EXTRACTED ENTRIES:
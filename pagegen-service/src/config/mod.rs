use crate::services::PromptProfile;
use axum::http::StatusCode;
use secrecy::{ExposeSecret, Secret};
use service_core::config as core_config;
use service_core::error::AppError;
use std::env;
use std::fmt;
use std::str::FromStr;
use std::time::Duration;

const DEFAULT_UPSTREAM_TIMEOUT_SECS: u64 = 120;

/// Value shipped in sample environments in place of a real key.
const PLACEHOLDER_API_KEY: &str = "your-fallback-api-key-here";

#[derive(Debug, Clone)]
pub struct PagegenConfig {
    pub common: core_config::Config,
    pub backend: Backend,
    /// `None` only for the mock backend.
    pub api_key: Option<Secret<String>>,
    /// Overrides the backend's default model.
    pub model: Option<String>,
    /// Overrides the backend's default base URL.
    pub upstream_url: Option<String>,
    pub upstream_timeout: Duration,
    pub error_status: ErrorStatusPolicy,
    pub otlp_endpoint: Option<String>,
}

impl PagegenConfig {
    pub fn load() -> Result<Self, AppError> {
        let common_config = core_config::Config::load()?;
        let is_prod = env::var("ENVIRONMENT").unwrap_or_else(|_| "dev".to_string()) == "prod";

        let backend: Backend = get_env("PAGEGEN_BACKEND", Some("generative"), is_prod)?
            .parse()
            .map_err(|e: String| AppError::ConfigError(anyhow::anyhow!(e)))?;

        let api_key = match backend.credential_env() {
            Some(key) => Some(validate_api_key(key, get_env(key, None, is_prod)?)?),
            None => None,
        };

        let upstream_timeout = parse_timeout(&get_env(
            "PAGEGEN_UPSTREAM_TIMEOUT_SECS",
            Some(&DEFAULT_UPSTREAM_TIMEOUT_SECS.to_string()),
            is_prod,
        )?)?;

        let error_status: ErrorStatusPolicy = get_env("PAGEGEN_ERROR_STATUS", Some("ok"), is_prod)?
            .parse()
            .map_err(|e: String| AppError::ConfigError(anyhow::anyhow!(e)))?;

        Ok(PagegenConfig {
            common: common_config,
            backend,
            api_key,
            model: optional_env("PAGEGEN_MODEL"),
            upstream_url: optional_env("PAGEGEN_UPSTREAM_URL"),
            upstream_timeout,
            error_status,
            otlp_endpoint: optional_env("OTLP_ENDPOINT"),
        })
    }
}

/// Upstream LLM API the gateway talks to.
#[derive(Debug, Clone, Copy, PartialEq, Eq)]
pub enum Backend {
    /// Gemini `generateContent`.
    Generative,
    /// OpenAI-compatible chat completions with a system message (Groq).
    ChatCompletions,
    /// Plain REST chat-completions endpoint (Inception Labs).
    Rest,
    /// Canned responses, no network.
    Mock,
}

impl Backend {
    pub fn as_str(&self) -> &'static str {
        match self {
            Backend::Generative => "generative",
            Backend::ChatCompletions => "chat-completions",
            Backend::Rest => "rest",
            Backend::Mock => "mock",
        }
    }

    /// Environment variable holding this backend's API key.
    pub fn credential_env(&self) -> Option<&'static str> {
        match self {
            Backend::Generative => Some("GOOGLE_API_KEY"),
            Backend::ChatCompletions => Some("GROQ_API_KEY"),
            Backend::Rest => Some("INCEPTION_API_KEY"),
            Backend::Mock => None,
        }
    }

    pub fn prompt_profile(&self) -> PromptProfile {
        match self {
            Backend::ChatCompletions => PromptProfile::Showcase,
            Backend::Generative | Backend::Rest | Backend::Mock => PromptProfile::Standard,
        }
    }
}

impl fmt::Display for Backend {
    fn fmt(&self, f: &mut fmt::Formatter<'_>) -> fmt::Result {
        f.write_str(self.as_str())
    }
}

impl FromStr for Backend {
    type Err = String;

    fn from_str(s: &str) -> Result<Self, Self::Err> {
        match s.trim().to_ascii_lowercase().as_str() {
            "generative" | "gemini" => Ok(Backend::Generative),
            "chat-completions" | "chat" | "groq" => Ok(Backend::ChatCompletions),
            "rest" | "mercury" | "inception" => Ok(Backend::Rest),
            "mock" => Ok(Backend::Mock),
            other => Err(format!("unknown PAGEGEN_BACKEND '{}'", other)),
        }
    }
}

/// HTTP status used when page generation fails. The body is always the HTML
/// error fragment.
#[derive(Debug, Clone, Copy, PartialEq, Eq, Default)]
pub enum ErrorStatusPolicy {
    /// Always 200.
    #[default]
    AlwaysOk,
    /// The upstream's own status when it sent one, otherwise 502.
    Propagate,
}

impl ErrorStatusPolicy {
    pub fn status_for(&self, upstream_status: Option<u16>) -> StatusCode {
        match self {
            ErrorStatusPolicy::AlwaysOk => StatusCode::OK,
            ErrorStatusPolicy::Propagate => upstream_status
                .and_then(|s| StatusCode::from_u16(s).ok())
                .filter(|s| !s.is_success())
                .unwrap_or(StatusCode::BAD_GATEWAY),
        }
    }
}

impl FromStr for ErrorStatusPolicy {
    type Err = String;

    fn from_str(s: &str) -> Result<Self, Self::Err> {
        match s.trim().to_ascii_lowercase().as_str() {
            "ok" | "always-ok" => Ok(ErrorStatusPolicy::AlwaysOk),
            "upstream" | "propagate" => Ok(ErrorStatusPolicy::Propagate),
            other => Err(format!("unknown PAGEGEN_ERROR_STATUS '{}'", other)),
        }
    }
}

/// Reject empty and placeholder credentials.
pub fn validate_api_key(key: &str, value: String) -> Result<Secret<String>, AppError> {
    let trimmed = value.trim();
    if trimmed.is_empty() || trimmed == PLACEHOLDER_API_KEY {
        return Err(AppError::ConfigError(anyhow::anyhow!(
            "{} is not set; export a real API key",
            key
        )));
    }
    Ok(Secret::new(trimmed.to_string()))
}

/// Upstream timeout in whole seconds; zero is rejected.
pub fn parse_timeout(raw: &str) -> Result<Duration, AppError> {
    let secs: u64 = raw.trim().parse().map_err(|e| {
        AppError::ConfigError(anyhow::anyhow!(
            "PAGEGEN_UPSTREAM_TIMEOUT_SECS '{}' is not a number of seconds: {}",
            raw,
            e
        ))
    })?;
    if secs == 0 {
        return Err(AppError::ConfigError(anyhow::anyhow!(
            "PAGEGEN_UPSTREAM_TIMEOUT_SECS must be at least 1"
        )));
    }
    Ok(Duration::from_secs(secs))
}

/// Loggable form of a secret: first 10 and last 4 characters.
pub fn mask_secret(secret: &Secret<String>) -> String {
    let chars: Vec<char> = secret.expose_secret().chars().collect();
    if chars.len() <= 14 {
        return "*".repeat(chars.len().min(8));
    }
    let head: String = chars[..10].iter().collect();
    let tail: String = chars[chars.len() - 4..].iter().collect();
    format!("{}...{}", head, tail)
}

fn optional_env(key: &str) -> Option<String> {
    env::var(key).ok().filter(|v| !v.trim().is_empty())
}

fn get_env(key: &str, default: Option<&str>, is_prod: bool) -> Result<String, AppError> {
    match env::var(key) {
        Ok(val) => Ok(val),
        Err(_) => {
            if is_prod {
                Err(AppError::ConfigError(anyhow::anyhow!(
                    "{} is required in production but not set",
                    key
                )))
            } else if let Some(def) = default {
                Ok(def.to_string())
            } else {
                Err(AppError::ConfigError(anyhow::anyhow!(
                    "{} is required but not set",
                    key
                )))
            }
        }
    }
}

TASK INSTRUCTIONS:
Extract, word for word, each line of the listing above.

ANSWER BELOW:
filename pagegen-service/src/config/mod.rs
use crate::services::PromptProfile;
use axum::http::StatusCode;
use secrecy::{ExposeSecret, Secret};
use service_core::config as core_config;
use service_core::error::AppError;
use std::env;
use std::fmt;
use std::str::FromStr;
use std::time::Duration;

const DEFAULT_UPSTREAM_TIMEOUT_SECS: u64 = 120;

/// Value shipped in sample environments in place of a real key.
const PLACEHOLDER_API_KEY: &str = "your-fallback-api-key-here";

#[derive(Debug, Clone)]
pub struct PagegenConfig {
    pub common: core_config::Config,
    pub backend: Backend,
    /// `None` only for the mock backend.
    pub api_key: Option<Secret<String>>,
    /// Overrides the backend's default model.
    pub model: Option<String>,
    /// Overrides the backend's default base URL.
    pub upstream_url: Option<String>,
    pub upstream_timeout: Duration,
    pub error_status: ErrorStatusPolicy,
    pub otlp_endpoint: Option<String>,
}

impl PagegenConfig {
    pub fn load() -> Result<Self, AppError> {
        let common_config = core_config::Config::load()?;
        let is_prod = env::var("ENVIRONMENT").unwrap_or_else(|_| "dev".to_string()) == "prod";

        let backend: Backend = get_env("PAGEGEN_BACKEND", Some("generative"), is_prod)?
            .parse()
            .map_err(|e: String| AppError::ConfigError(anyhow::anyhow!(e)))?;

        let api_key = match backend.credential_env() {
            Some(key) => Some(validate_api_key(key, get_env(key, None, is_prod)?)?),
            None => None,
        };

        let upstream_timeout = parse_timeout(&get_env(
            "PAGEGEN_UPSTREAM_TIMEOUT_SECS",
            Some(&DEFAULT_UPSTREAM_TIMEOUT_SECS.to_string()),
            is_prod,
        )?)?;

        let error_status: ErrorStatusPolicy = get_env("PAGEGEN_ERROR_STATUS", Some("ok"), is_prod)?
            .parse()
            .map_err(|e: String| AppError::ConfigError(anyhow::anyhow!(e)))?;

        Ok(PagegenConfig {
            common: common_config,
            backend,
            api_key,
            model: optional_env("PAGEGEN_MODEL"),
            upstream_url: optional_env("PAGEGEN_UPSTREAM_URL"),
            upstream_timeout,
            error_status,
            otlp_endpoint: optional_env("OTLP_ENDPOINT"),
        })
    }
}

/// Upstream LLM API the gateway talks to.
#[derive(Debug, Clone, Copy, PartialEq, Eq)]
pub enum Backend {
    /// Gemini `generateContent`.
    Generative,
    /// OpenAI-compatible chat completions with a system message (Groq).
    ChatCompletions,
    /// Plain REST chat-completions endpoint (Inception Labs).
    Rest,
    /// Canned responses, no network.
    Mock,
}

impl Backend {
    pub fn as_str(&self) -> &'static str {
        match self {
            Backend::Generative => "generative",
            Backend::ChatCompletions => "chat-completions",
            Backend::Rest => "rest",
            Backend::Mock => "mock",
        }
    }

    /// Environment variable holding this backend's API key.
    pub fn credential_env(&self) -> Option<&'static str> {
        match self {
            Backend::Generative => Some("GOOGLE_API_KEY"),
            Backend::ChatCompletions => Some("GROQ_API_KEY"),
            Backend::Rest => Some("INCEPTION_API_KEY"),
            Backend::Mock => None,
        }
    }

    pub fn prompt_profile(&self) -> PromptProfile {
        match self {
            Backend::ChatCompletions => PromptProfile::Showcase,
            Backend::Generative | Backend::Rest | Backend::Mock => PromptProfile::Standard,
        }
    }
}

impl fmt::Display for Backend {
    fn fmt(&self, f: &mut fmt::Formatter<'_>) -> fmt::Result {
        f.write_str(self.as_str())
    }
}

impl FromStr for Backend {
    type Err = String;

    fn from_str(s: &str) -> Result<Self, Self::Err> {
        match s.trim().to_ascii_lowercase().as_str() {
            "generative" | "gemini" => Ok(Backend::Generative),
            "chat-completions" | "chat" | "groq" => Ok(Backend::ChatCompletions),
            "rest" | "mercury" | "inception" => Ok(Backend::Rest),
            "mock" => Ok(Backend::Mock),
            other => Err(format!("unknown PAGEGEN_BACKEND '{}'", other)),
        }
    }
}

/// HTTP status used when page generation fails. The body is always the HTML
/// error fragment.
#[derive(Debug, Clone, Copy, PartialEq, Eq, Default)]
pub enum ErrorStatusPolicy {
    /// Always 200.
    #[default]
    AlwaysOk,
    /// The upstream's own status when it sent one, otherwise 502.
    Propagate,
}

impl ErrorStatusPolicy {
    pub fn status_for(&self, upstream_status: Option<u16>) -> StatusCode {
        match self {
            ErrorStatusPolicy::AlwaysOk => StatusCode::OK,
            ErrorStatusPolicy::Propagate => upstream_status
                .and_then(|s| StatusCode::from_u16(s).ok())
                .filter(|s| !s.is_success())
                .unwrap_or(StatusCode::BAD_GATEWAY),
        }
    }
}

impl FromStr for ErrorStatusPolicy {
    type Err = String;

    fn from_str(s: &str) -> Result<Self, Self::Err> {
        match s.trim().to_ascii_lowercase().as_str() {
            "ok" | "always-ok" => Ok(ErrorStatusPolicy::AlwaysOk),
            "upstream" | "propagate" => Ok(ErrorStatusPolicy::Propagate),
            other => Err(format!("unknown PAGEGEN_ERROR_STATUS '{}'", other)),
        }
    }
}

/// Reject empty and placeholder credentials.
pub fn validate_api_key(key: &str, value: String) -> Result<Secret<String>, AppError> {
    let trimmed = value.trim();
    if trimmed.is_empty() || trimmed == PLACEHOLDER_API_KEY {
        return Err(AppError::ConfigError(anyhow::anyhow!(
            "{} is not set; export a real API key",
            key
        )));
    }
    Ok(Secret::new(trimmed.to_string()))
}

/// Upstream timeout in whole seconds; zero is rejected.
pub fn parse_timeout(raw: &str) -> Result<Duration, AppError> {
    let secs: u64 = raw.trim().parse().map_err(|e| {
        AppError::ConfigError(anyhow::anyhow!(
            "PAGEGEN_UPSTREAM_TIMEOUT_SECS '{}' is not a number of seconds: {}",
            raw,
            e
        ))
    })?;
    if secs == 0 {
        return Err(AppError::ConfigError(anyhow::anyhow!(
            "PAGEGEN_UPSTREAM_TIMEOUT_SECS must be at least 1"
        )));
    }
    Ok(Duration::from_secs(secs))
}

/// Loggable form of a secret: first 10 and last 4 characters.
pub fn mask_secret(secret: &Secret<String>) -> String {
    let chars: Vec<char> = secret.expose_secret().chars().collect();
    if chars.len() <= 14 {
        return "*".repeat(chars.len().min(8));
    }
    let head: String = chars[..10].iter().collect();
    let tail: String = chars[chars.len() - 4..].iter().collect();
    format!("{}...{}", head, tail)
}

fn optional_env(key: &str) -> Option<String> {
    env::var(key).ok().filter(|v| !v.trim().is_empty())
}

fn get_env(key: &str, default: Option<&str>, is_prod: bool) -> Result<String, AppError> {
    match env::var(key) {
        Ok(val) => Ok(val),
        Err(_) => {
            if is_prod {
                Err(AppError::ConfigError(anyhow::anyhow!(
                    "{} is required in production but not set",
                    key
                )))
            } else if let Some(def) = default {
                Ok(def.to_string())
            } else {
                Err(AppError::ConfigError(anyhow::anyhow!(
                    "{} is required but not set",
                    key
                )))
            }
        }
    }
}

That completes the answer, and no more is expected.